Plaintiff alleges that Defendant Harding was aware of his "relation as a potential member of a gang" and that Defendants Maguire, Kennedy, Zelenski, Aloe, Moskwa, Jr., Donley, Cornall, Locker, and Yavoroski acted together at Defendant Harding's request to conduct an illegal search of his cell. (Id. at ¶¶ 34, 35). Plaintiff alleges that none of the correctional Defendants were working in their official capacities as corrections officers, but instead as agents of the FBI's Safe Street Task Force. (Id. at ¶¶ 40, 41). He further alleges that the search of his cell was not conducted in the interest of prison safety, but, at the request of an outside law enforcement official (Defendant Harding) who was at the head of the investigation of the criminal charges pending against Plaintiff. (Id. at ¶ 42).

Plaintiff alleges that the search of his cell, while he was a pretrial detainee, was "unreasonable" and constitutes a direct violation of his constitutional rights in that it violated the Fourth Amendment prohibition against illegal searches and seizures. (Id. at ¶¶ 43-46, 56). He alleges the sole purpose of the search did not serve a legitimate penological interest and was to gather evidence against him for his upcoming trial, and Defendant Harding relied "primarily" on the information that was illegally obtained by Defendants Maguire, Kennedy, Yavoroski, Cornall, Locker, Aloe, Moskwa, Jr., and Donley during the trial. (Id. at ¶¶ 51-55, 57, 59). He claims that Judge Barrasse issued a search warrant on October 7, 2008 authorizing a search and seizure of all items and documents based upon the items that were illegally obtained through the warrantless cell search that was conducted on October 5, 2008 without the Judge's knowledge. (Id. at ¶¶ 61-64).

As relief, Plaintiff requests compensatory damages, punitive damages, declaratory judgment, costs, and other relief deemed appropriate by this Court. (Id. at p. 9).

IV. STATEMENT OF UNDISPUTED FACTS

Except where expressly noted as disputed, the following facts of record are undisputed.

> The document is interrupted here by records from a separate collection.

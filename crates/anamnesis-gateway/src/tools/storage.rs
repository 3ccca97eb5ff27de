use std::path::Path;
use std::sync::Arc;

use chrono::Utc;
use serde_json::Value;

use anamnesis_core::error::Result;
use anamnesis_core::ids::EntityUuid;
use anamnesis_core::ApiError;
use anamnesis_crystals::{SummaryKind, SummaryRequest};
use anamnesis_ingest::CompletionsProvider;
use anamnesis_texture::EntityType;

use crate::state::AppState;
use crate::tools::{opt_str, req_i64, req_str, req_str_vec};

pub async fn anchor_save(state: Arc<AppState>, args: Value) -> Result<Value> {
    let title = req_str(&args, "title")?;
    let body = req_str(&args, "body")?;
    let tags = opt_str(&args, "tags");
    let directory = Path::new(&state.config.anchors.directory);
    let id = state.anchors.save(directory, title, body, tags).await?;
    Ok(serde_json::json!({ "id": id }))
}

pub async fn anchor_delete(state: Arc<AppState>, args: Value) -> Result<Value> {
    let id = req_str(&args, "id")?;
    let remove_file = args.get("remove_file").and_then(|v| v.as_bool()).unwrap_or(false);
    state.anchors.delete(id, remove_file)?;
    Ok(serde_json::json!({ "deleted": id }))
}

pub async fn anchor_resync(state: Arc<AppState>, args: Value) -> Result<Value> {
    let prune = args.get("prune").and_then(|v| v.as_bool()).unwrap_or(false);
    let directory = Path::new(&state.config.anchors.directory);
    let report = state.anchors.sync(directory, prune).await?;
    Ok(serde_json::to_value(report).unwrap())
}

fn parse_entity_types(args: &Value, field: &str) -> Result<Vec<EntityType>> {
    let raw = args
        .get(field)
        .and_then(|v| v.as_array())
        .ok_or_else(|| ApiError::input_shape(format!("missing required field: {field}")))?;
    raw.iter()
        .map(|v| serde_json::from_value(v.clone()).map_err(|e| ApiError::input_shape(e.to_string())))
        .collect()
}

pub async fn texture_add(state: Arc<AppState>, args: Value) -> Result<Value> {
    let name = req_str(&args, "name")?;
    let types = parse_entity_types(&args, "types")?;
    let summary = opt_str(&args, "summary").unwrap_or("");
    let now = Utc::now().to_rfc3339();
    let node = state.texture.upsert_entity(name, types, summary, &now).await?;
    Ok(serde_json::to_value(node).unwrap())
}

pub async fn texture_add_triplet(state: Arc<AppState>, args: Value) -> Result<Value> {
    let subject = req_str(&args, "subject")?;
    let subject_types = parse_entity_types(&args, "subject_types")?;
    let object = req_str(&args, "object")?;
    let object_types = parse_entity_types(&args, "object_types")?;
    let predicate: anamnesis_texture::EdgeType = serde_json::from_value(Value::String(
        req_str(&args, "predicate")?.to_string(),
    ))
    .map_err(|e| ApiError::input_shape(e.to_string()))?;
    let fact = req_str(&args, "fact")?;
    let now = Utc::now().to_rfc3339();
    let valid_from = opt_str(&args, "valid_from").unwrap_or(&now).to_string();

    let subject_node = state.texture.upsert_entity(subject, subject_types, "", &now).await?;
    let object_node = state.texture.upsert_entity(object, object_types, "", &now).await?;
    let edge = state
        .texture
        .create_edge(&subject_node.uuid, &object_node.uuid, predicate, fact, &valid_from, &now)
        .await?;
    Ok(serde_json::to_value(edge).unwrap())
}

pub async fn texture_delete(state: Arc<AppState>, args: Value) -> Result<Value> {
    let kind = req_str(&args, "kind")?;
    let uuid = EntityUuid::from(req_str(&args, "uuid")?.to_string());
    match kind {
        "entity" => state.texture.delete_entity(&uuid).await?,
        "edge" => state.texture.delete_edge(&uuid).await?,
        other => return Err(ApiError::input_shape(format!("unknown kind: {other}"))),
    }
    Ok(serde_json::json!({ "deleted": uuid.as_str() }))
}

fn parse_kind(args: &Value) -> Result<SummaryKind> {
    let raw = opt_str(args, "kind").unwrap_or("mixed");
    raw.parse().map_err(|_| ApiError::input_shape(format!("unknown summary kind: {raw}")))
}

pub async fn summarize_messages(state: Arc<AppState>, args: Value) -> Result<Value> {
    let kind = parse_kind(&args)?;
    let max_messages = req_i64_or(&args, "max_messages", 200);
    let request = state.crystals.summarize_request(kind, max_messages)?;
    Ok(serde_json::to_value(request).unwrap())
}

pub async fn crystallize(state: Arc<AppState>, args: Value) -> Result<Value> {
    let kind = parse_kind(&args)?;
    let max_messages = req_i64_or(&args, "max_messages", 200);
    let request = state.crystals.summarize_request(kind, max_messages)?;

    let (prompt, start_id, end_id, channels) = match request {
        SummaryRequest::Ready { prompt, message_range, channels } => (prompt, message_range.0, message_range.1, channels),
        other => return Ok(serde_json::to_value(other).unwrap()),
    };

    let text = state
        .completions
        .complete(&prompt)
        .await
        .map_err(|e| ApiError::dependency_down(e.to_string()))?;

    let now = Utc::now().to_rfc3339();
    let summary_id = state.crystals.store_summary(&text, start_id, end_id, &channels, kind, &now)?;

    Ok(serde_json::json!({ "summary_id": summary_id, "text": text, "start_message_id": start_id, "end_message_id": end_id }))
}

pub async fn store_summary(state: Arc<AppState>, args: Value) -> Result<Value> {
    let text = req_str(&args, "text")?;
    let start_id = req_i64(&args, "start_message_id")?;
    let end_id = req_i64(&args, "end_message_id")?;
    let channels = req_str_vec(&args, "channels")?;
    let kind = parse_kind(&args)?;
    let now = Utc::now().to_rfc3339();
    let summary_id = state.crystals.store_summary(text, start_id, end_id, &channels, kind, &now)?;
    Ok(serde_json::json!({ "summary_id": summary_id }))
}

fn req_i64_or(args: &Value, field: &str, default: i64) -> i64 {
    args.get(field).and_then(|v| v.as_i64()).unwrap_or(default)
}
use std::sync::atomic::{AtomicUsize, Ordering};
use std::sync::Arc;
use std::time::{Duration, Instant};

use anamnesis_capture::CaptureStore;
use anamnesis_core::config::IngestConfig;
use anamnesis_crystals::CrystalStore;
use anamnesis_texture::{dedup, extraction, EpisodeMetadata, ExtractionContext, GraphEpisode, TextureStore};
use chrono::Utc;
use tokio::sync::watch;
use tracing::{error, info, instrument, warn};

use crate::completions::{is_transient, CompletionsProvider};
use crate::error::{IngestError, Result};
use crate::store::BatchStore;
use crate::types::{BatchStatus, TickOutcome};

/// Paced drain of L1's backlog into L3. A `tokio::time::interval` plus
/// `tokio::select!` against a shutdown signal, with `tick()` factored out
/// so it is independently testable without the timer.
pub struct IngestionController {
    capture: Arc<CaptureStore>,
    texture: Arc<TextureStore>,
    crystals: Arc<CrystalStore>,
    batches: BatchStore,
    completions: Arc<dyn CompletionsProvider>,
    config: IngestConfig,
    dedup_threshold: usize,
    batch_size: AtomicUsize,
    on_dedup_merge: Option<Box<dyn Fn(&str) + Send + Sync>>,
}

Plaintiff filed a complaint in this action on October 5, 2010, naming as Defendants Timothy J. Harding, Robert Maguire, Sergeant Kennedy, and unnamed County correctional officers. (Doc. 103, ¶ 1; Doc. 110, ¶ 1). The complaint alleged that the Defendants violated his civil rights by conducting an unreasonable search and seizure of his cell on October 5, 2008, while he was incarcerated at the Lackawanna County Prison. (Id.). Plaintiff thereafter filed an amended complaint on May 29, 2012 adding as Defendants the following correctional officers at the Lackawanna County Prison: Zelenski, Donley, Moskwa, Jr., Aloe, Locker, Cornall and Yavoroski. (Id. at ¶ 2).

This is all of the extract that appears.